First Principles study of Photocatalytic Water Splitting in BO Monolayer: Effect of Strain and Surface Functionalization
Soumendra Kumar Das, Smruti Ranjan Parida, Prasanjit Samal, Brahmananda Chakraborty, and Sridhar Sahu

TL;DR
This study demonstrates that functionalized BO monolayers, especially with double atom decorations, can be engineered via strain and surface modifications to exhibit visible-light photocatalytic activity for water splitting, promising for hydrogen production.
Contribution
First principles calculations reveal how strain and surface functionalization enhance BO monolayers' photocatalytic properties for water splitting.
Findings
Double atom decoration shifts optical absorption into visible range
Strain tuning adjusts band gap and alignment
All configurations are thermodynamically stable
Abstract
Light element based two dimensional (2D) materials are promising photocatalysts for hydrogen production via water splitting.
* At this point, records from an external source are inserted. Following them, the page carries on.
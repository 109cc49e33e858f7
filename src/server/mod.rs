use crate::config::Config;
use crate::media::MediaService;
use anyhow::{Context, Result};
use axum::{
    http::{header, Method},
    middleware,
    routing::get,
    Router,
};
use std::net::SocketAddr;
use std::sync::Arc;
use tokio::signal;
use tower_http::{
    cors::{Any, CorsLayer},
    trace::TraceLayer,
};

pub mod error;
pub mod request_id;
pub mod routes_images;
pub mod routes_upload;

/// Shared application context
#[derive(Clone)]
pub struct AppContext {
    pub config: Arc<Config>,
    /// Media store, built once at startup
    pub media: MediaService,
}

impl AppContext {
    pub fn new(config: Config, media: MediaService) -> Self {
        Self {
            config: Arc::new(config),
            media,
        }
    }
}

/// Create the Axum router with all routes
pub fn create_router(ctx: AppContext) -> Router {
    let cors = CorsLayer::new()
        .allow_origin(Any)
        .allow_methods([Method::GET, Method::POST])
        .allow_headers([header::CONTENT_TYPE]);

    Router::new()
        // Health check
        .route("/health", get(health_check))
        .nest("/api", api_routes(&ctx))
        .layer(middleware::from_fn(request_id::request_id_middleware))
        .layer(cors)
        .layer(TraceLayer::new_for_http())
        .with_state(ctx)
}

fn api_routes(ctx: &AppContext) -> Router<AppContext> {
    routes_upload::upload_routes(ctx.config.server.max_upload_bytes)
        .merge(routes_images::image_routes())
}

async fn health_check() -> &'static str {
    "ok"
}

/// Start the HTTP server
pub async fn start_server(config: Config, media: MediaService) -> Result<()> {
    let addr: SocketAddr = format!("{}:{}", config.server.host, config.server.port)
        .parse()
        .context("Invalid server address")?;

    let ctx = AppContext::new(config, media);
    let app = create_router(ctx);

    tracing::info!("Starting server on {}", addr);

    let listener = tokio::net::TcpListener::bind(addr)
        .await
        .with_context(|| format!("Failed to bind to {}", addr))?;

    axum::serve(listener, app)
        .with_graceful_shutdown(shutdown_signal())
        .await?;

    tracing::info!("Server shutdown complete");
    Ok(())
}

async fn shutdown_signal() {
    let ctrl_c = async {
        match signal::ctrl_c().await {
            Ok(()) => {}
            Err(e) => {
                tracing::error!("Failed to install Ctrl+C handler: {}", e);
                std::future::pending::<()>().await;
            }
        }
    };

    #[cfg(unix)]
    let terminate = async {
        match signal::unix::signal(signal::unix::SignalKind::terminate()) {
            Ok(mut sig) => {
                sig.recv().await;
            }
            Err(e) => {
                tracing::error!("Failed to install SIGTERM handler: {}", e);
                std::future::pending::<()>().await;
            }
        }
    };

    #[cfg(not(unix))]
    let terminate = std::future::pending::<()>();

    tokio::select! {
        _ = ctrl_c => {},
        _ = terminate => {},
    }

    tracing::info!("Shutdown signal received");
}
//! Request ID middleware.
//!
//! Generates a UUID for each request (or extracts an existing `x-request-id`
//! header), stores it in a tracing span, and returns it in the response.

use axum::http::{HeaderName, HeaderValue, Request};
use axum::middleware::Next;
use axum::response::Response;
use tracing::Instrument;
use uuid::Uuid;

/// Header name used for the request identifier.
pub static X_REQUEST_ID: HeaderName = HeaderName::from_static("x-request-id");

/// Middleware that generates or extracts a request ID.
pub async fn request_id_middleware(
    mut request: Request<axum::body::Body>,
    next: Next,
) -> Response {
    let id = request
        .headers()
        .get(&X_REQUEST_ID)
        .and_then(|v| v.to_str().ok())
        .filter(|v| !v.is_empty())
        .map(String::from)
        .unwrap_or_else(|| Uuid::new_v4().to_string());

    // Store in request extensions so handlers can access it.
    request.extensions_mut().insert(RequestId(id.clone()));

    let span = tracing::info_span!("request", request_id = %id);
    let mut response = next.run(request).instrument(span).await;

    if let Ok(val) = HeaderValue::from_str(&id) {
        response.headers_mut().insert(X_REQUEST_ID.clone(), val);
    }

    response
}

/// Extracted request ID from the request extensions.
#[derive(Debug, Clone)]
pub struct RequestId(pub String);
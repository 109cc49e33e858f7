//! Report-Media-Common: Shared types, errors, and path utilities.
//!
//! This crate provides the pieces shared by the media store and its callers:
//!
//! - **Report keys**: A validated wrapper for the identifier that names a
//!   report's bucket on disk
//! - **Path Utilities**: Path segment checks and the extension to content
//!   type table used when serving stored files
//! - **Error Handling**: The store's error taxonomy and result alias
//!
//! # Examples
//!
//! ```
//! use report_media_common::{Error, ReportKey, Result};
//! use report_media_common::paths::content_type_for_name;
//!
//! let key: ReportKey = "r42".parse().unwrap();
//! assert_eq!(key.as_str(), "r42");
//!
//! assert_eq!(content_type_for_name("damage.png"), "image/png");
//!
//! fn example() -> Result<()> {
//!     Err(Error::invalid_input("reportId is required"))
//! }
//! assert!(example().is_err());
//! ```

pub mod error;
pub mod ids;
pub mod paths;

pub use error::{Error, Result};
pub use ids::ReportKey;
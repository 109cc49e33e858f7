//! Report-scoped media storage.
//!
//! This module stores uploaded report photos on the local filesystem under
//! collision-free names and serves them back by relative path. The blocking
//! store is wrapped by an async service for use from request handlers.

pub mod naming;
mod service;
mod storage;

pub use service::MediaService;
pub use storage::{MediaStore, RetrievedMedia, UploadedFile};
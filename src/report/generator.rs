// ==========================================
// SCM 推荐系统 - 报告生成接口
// ==========================================
// 职责: 定义报告生成 trait，流水线只依赖此接口
// 说明: 生成方的延迟与失败模式对流水线不透明，流水线不代为重试
// ==========================================

use crate::domain::brief::RankedBrief;
use async_trait::async_trait;
use thiserror::Error;

/// 报告生成错误
#[derive(Error, Debug)]
pub enum ReportError {
    #[error("报告服务请求失败: {0}")]
    Http(#[from] reqwest::Error),

    #[error("报告服务返回错误状态: status={status}, body={body}")]
    Status { status: u16, body: String },

    #[error("报告服务响应格式错误: {0}")]
    MalformedResponse(String),

    #[error("报告服务返回空内容")]
    EmptyResponse,

    #[error("简报序列化失败: {0}")]
    Serialization(#[from] serde_json::Error),

    #[error("报告生成失败: {0}")]
    Generator(String),
}

// ==========================================
// ReportGenerator Trait
// ==========================================
/// 报告生成方
///
/// 实现者:
/// - TemplateReportGenerator: 本地模板，离线且确定
/// - OpenAiCompatibleReportGenerator: OpenAI 兼容 chat/completions 接口
#[async_trait]
pub trait ReportGenerator: Send + Sync {
    /// 由排序简报生成报告文本
    async fn generate(&self, brief: &RankedBrief) -> Result<String, ReportError>;

    /// 生成方名称（用于日志）
    fn name(&self) -> &str;
}
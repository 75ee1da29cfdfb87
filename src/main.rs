// ==========================================
// SCM 推荐系统 - 命令行入口
// ==========================================
// 用法:
//   scm-recommender [--db PATH] [--table NAME] [--product-type T] [--sku S]...
//                   [--min-units N] [--limit N] [--sql "SELECT ..."]
//                   [--top N] [--min-level LEVEL] [--output PATH]
//                   [--brief-csv PATH] [--skipped-json PATH]
// 命令行参数覆盖环境变量 / .env 配置
// ==========================================

use anyhow::{anyhow, bail, Context, Result};
use scm_recommender::config::PipelineConfig;
use scm_recommender::report::{write_brief_csv, write_report_text, write_skipped_json};
use scm_recommender::{logging, PipelineOrchestrator, PriorityLevel, SkuFilter, SkuQuery};
use std::path::PathBuf;

const USAGE: &str = "\
用法: scm-recommender [选项]

数据集:
  --db PATH              SQLite 数据集路径
  --table NAME           SKU 表名
查询:
  --product-type T       按产品类型过滤
  --sku S                指定 SKU（可重复）
  --min-units N          最低销量
  --limit N              最多读取条数
  --sql \"SELECT ...\"     原始只读 SQL（与过滤参数互斥）
简报:
  --top N                简报最多保留条数
  --min-level LEVEL      简报最低等级 (LOW/MEDIUM/HIGH/CRITICAL)
输出:
  --output PATH          报告文本路径
  --brief-csv PATH       导出排序简报 CSV
  --skipped-json PATH    导出跳过清单 JSON
  -h, --help             显示帮助";

#[derive(Debug, Default)]
struct CliArgs {
    db_path: Option<String>,
    table: Option<String>,
    filter: SkuFilter,
    sql: Option<String>,
    top: Option<usize>,
    min_level: Option<PriorityLevel>,
    output: Option<PathBuf>,
    brief_csv: Option<PathBuf>,
    skipped_json: Option<PathBuf>,
    help: bool,
}

impl CliArgs {
    fn parse(args: impl IntoIterator<Item = String>) -> Result<Self> {
        let mut cli = CliArgs::default();
        let mut args = args.into_iter();

        while let Some(flag) = args.next() {
            let mut value = || {
                args.next()
                    .ok_or_else(|| anyhow!("参数 {} 缺少取值", flag))
            };
            match flag.as_str() {
                "--db" => cli.db_path = Some(value()?),
                "--table" => cli.table = Some(value()?),
                "--product-type" => cli.filter.product_type = Some(value()?),
                "--sku" => cli.filter.skus.push(value()?),
                "--min-units" => {
                    cli.filter.min_units_sold =
                        Some(value()?.parse().context("--min-units 必须为整数")?)
                }
                "--limit" => {
                    cli.filter.limit = Some(value()?.parse().context("--limit 必须为非负整数")?)
                }
                "--sql" => cli.sql = Some(value()?),
                "--top" => cli.top = Some(value()?.parse().context("--top 必须为非负整数")?),
                "--min-level" => {
                    cli.min_level = Some(value()?.parse::<PriorityLevel>().map_err(|e| anyhow!(e))?)
                }
                "--output" => cli.output = Some(PathBuf::from(value()?)),
                "--brief-csv" => cli.brief_csv = Some(PathBuf::from(value()?)),
                "--skipped-json" => cli.skipped_json = Some(PathBuf::from(value()?)),
                "-h" | "--help" => cli.help = true,
                other => bail!("未知参数: {}\n\n{}", other, USAGE),
            }
        }

        if cli.sql.is_some() && cli.filter != SkuFilter::default() {
            bail!("--sql 不能与过滤参数同时使用");
        }
        Ok(cli)
    }

    fn apply(&self, config: &mut PipelineConfig) {
        if let Some(ref db) = self.db_path {
            config.db_path = db.clone();
        }
        if let Some(ref table) = self.table {
            config.table_name = table.clone();
        }
        if self.top.is_some() {
            config.brief_limit = self.top;
        }
        if self.min_level.is_some() {
            config.min_priority_level = self.min_level;
        }
        if let Some(ref output) = self.output {
            config.report.output_path = output.clone();
        }
    }

    fn query(&self) -> SkuQuery {
        match self.sql {
            Some(ref sql) => SkuQuery::Sql(sql.clone()),
            None => SkuQuery::Filter(self.filter.clone()),
        }
    }
}

#[tokio::main]
async fn main() -> Result<()> {
    let cli = CliArgs::parse(std::env::args().skip(1))?;
    if cli.help {
        println!("{}", USAGE);
        return Ok(());
    }

    let mut config = PipelineConfig::from_env().context("加载配置失败")?;
    cli.apply(&mut config);
    logging::init(config.log_format);

    tracing::info!("==================================================");
    tracing::info!("{} v{}", scm_recommender::APP_NAME, scm_recommender::VERSION);
    tracing::info!("==================================================");
    tracing::info!(db_path = %config.db_path, table = %config.table_name, "使用数据集");

    let output_path = config.report.output_path.clone();
    let orchestrator = PipelineOrchestrator::from_config(config).context("初始化流水线失败")?;
    let outcome = orchestrator.run(cli.query()).await?;

    write_report_text(&output_path, &outcome.report)
        .with_context(|| format!("写入报告失败: {}", output_path.display()))?;
    tracing::info!(path = %output_path.display(), "报告已写出");

    if let Some(ref path) = cli.brief_csv {
        write_brief_csv(path, &outcome.brief)
            .with_context(|| format!("写入简报 CSV 失败: {}", path.display()))?;
    }
    if let Some(ref path) = cli.skipped_json {
        write_skipped_json(path, &outcome.skipped)
            .with_context(|| format!("写入跳过清单失败: {}", path.display()))?;
    }

    println!("run_id={}", outcome.run_id);
    println!(
        "included={} skipped={}",
        outcome.brief.summary.included, outcome.brief.summary.skipped
    );
    for skipped in &outcome.skipped {
        println!("skipped\t{}\t{}\t{}", skipped.sku, skipped.kind, skipped.message);
    }
    Ok(())
}
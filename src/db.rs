// ==========================================
// SCM 推荐系统 - SQLite 连接初始化
// ==========================================
// 目标:
// - 数据集只读打开，从连接层面杜绝写回
// - 统一 busy_timeout，避免外部进程写库时偶发 busy 错误
// ==========================================

use rusqlite::{Connection, OpenFlags};
use std::time::Duration;

/// 默认 busy_timeout（毫秒）
pub const DEFAULT_BUSY_TIMEOUT_MS: u64 = 5_000;

/// 打开只读连接
///
/// 说明：
/// - SQLITE_OPEN_READ_ONLY：任何写语句在执行期都会失败
/// - 不带 SQLITE_OPEN_CREATE：文件不存在时直接报错，而不是建出空库
pub fn open_readonly_connection(db_path: &str, busy_timeout_ms: u64) -> rusqlite::Result<Connection> {
    let flags = OpenFlags::SQLITE_OPEN_READ_ONLY
        | OpenFlags::SQLITE_OPEN_URI
        | OpenFlags::SQLITE_OPEN_NO_MUTEX;
    let conn = Connection::open_with_flags(db_path, flags)?;
    conn.busy_timeout(Duration::from_millis(busy_timeout_ms))?;
    Ok(conn)
}

/// 打开读写连接（仅用于样例数据生成与测试建库）
pub fn open_sqlite_connection(db_path: &str) -> rusqlite::Result<Connection> {
    let conn = Connection::open(db_path)?;
    conn.busy_timeout(Duration::from_millis(DEFAULT_BUSY_TIMEOUT_MS))?;
    Ok(conn)
}

/// 判断表是否存在
pub fn table_exists(conn: &Connection, table_name: &str) -> rusqlite::Result<bool> {
    let count: i64 = conn.query_row(
        "SELECT COUNT(*) FROM sqlite_master WHERE type IN ('table', 'view') AND name = ?1",
        [table_name],
        |row| row.get(0),
    )?;
    Ok(count > 0)
}

/// 数据集固定列定义（列名, SQLite 类型），顺序与原始 CSV 一致
pub const DATASET_COLUMNS: [(&str, &str); 24] = [
    ("Product_type", "TEXT"),
    ("SKU", "TEXT"),
    ("Price", "REAL"),
    ("Availability", "INTEGER"),
    ("Number_of_products_sold", "INTEGER"),
    ("Revenue_generated", "REAL"),
    ("Customer_demographics", "TEXT"),
    ("Stock_levels", "INTEGER"),
    ("Lead_times", "INTEGER"),
    ("Order_quantities", "INTEGER"),
    ("Shipping_times", "INTEGER"),
    ("Shipping_carriers", "TEXT"),
    ("Shipping_costs", "REAL"),
    ("Supplier_name", "TEXT"),
    ("Location", "TEXT"),
    ("Lead_time", "INTEGER"),
    ("Production_volumes", "INTEGER"),
    ("Manufacturing_lead_time", "INTEGER"),
    ("Manufacturing_costs", "REAL"),
    ("Inspection_results", "TEXT"),
    ("Defect_rates", "REAL"),
    ("Transportation_modes", "TEXT"),
    ("Routes", "TEXT"),
    ("Costs", "REAL"),
];

/// 建立数据集表（仅用于样例数据生成与测试建库）
///
/// 表名由调用方保证为普通标识符
pub fn create_dataset_table(conn: &Connection, table_name: &str) -> rusqlite::Result<()> {
    let columns = DATASET_COLUMNS
        .iter()
        .map(|(name, ty)| format!("\"{}\" {}", name, ty))
        .collect::<Vec<_>>()
        .join(",\n    ");
    conn.execute_batch(&format!(
        "CREATE TABLE IF NOT EXISTS \"{}\" (\n    {}\n);",
        table_name, columns
    ))
}

#[cfg(test)]
mod tests {
    use super::*;

    #[test]
    fn test_readonly_connection_rejects_writes() {
        let file = tempfile::NamedTempFile::new().unwrap();
        let path = file.path().to_str().unwrap().to_string();
        {
            let conn = open_sqlite_connection(&path).unwrap();
            create_dataset_table(&conn, "supply_chain_data").unwrap();
            assert!(table_exists(&conn, "supply_chain_data").unwrap());
        }

        let ro = open_readonly_connection(&path, DEFAULT_BUSY_TIMEOUT_MS).unwrap();
        let err = ro
            .execute("DELETE FROM supply_chain_data", [])
            .unwrap_err();
        assert_eq!(err.sqlite_error_code(), Some(rusqlite::ErrorCode::ReadOnly));
    }

    #[test]
    fn test_dataset_columns_cover_record_contract() {
        use crate::domain::sku::columns;

        let mut schema: Vec<&str> = DATASET_COLUMNS.iter().map(|(name, _)| *name).collect();
        let mut contract: Vec<&str> = columns::REQUIRED
            .iter()
            .chain(columns::PASS_THROUGH.iter())
            .copied()
            .collect();
        schema.sort_unstable();
        contract.sort_unstable();
        assert_eq!(schema, contract);
    }

    #[test]
    fn test_readonly_connection_requires_existing_file() {
        let dir = tempfile::tempdir().unwrap();
        let missing = dir.path().join("missing.sqlite");
        assert!(open_readonly_connection(missing.to_str().unwrap(), 100).is_err());
    }
}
Boron oxide (BO) is a recently synthesized 2D monolayer which has yet to be thoroughly explored for its potential applications. In this article, using first principles calculations, we report, for the first time, the visible-light photocatalytic activity of a BO monolayer for water splitting under mechanical strain and surface modification with single- and double-atom decorations (C, N, Si, Ge, P, As). The pristine BO monolayer exhibits an indirect band gap of 3.8 eV with band edges spanning the water redox potentials, but its optical absorption lies in the UV region (~ 4.5 eV). Strain engineering tunes the band gap and band alignment with a minimal shifting in the optical absorption (~0.5 eV). Single atom decoration produces a metallic state for elements like N,…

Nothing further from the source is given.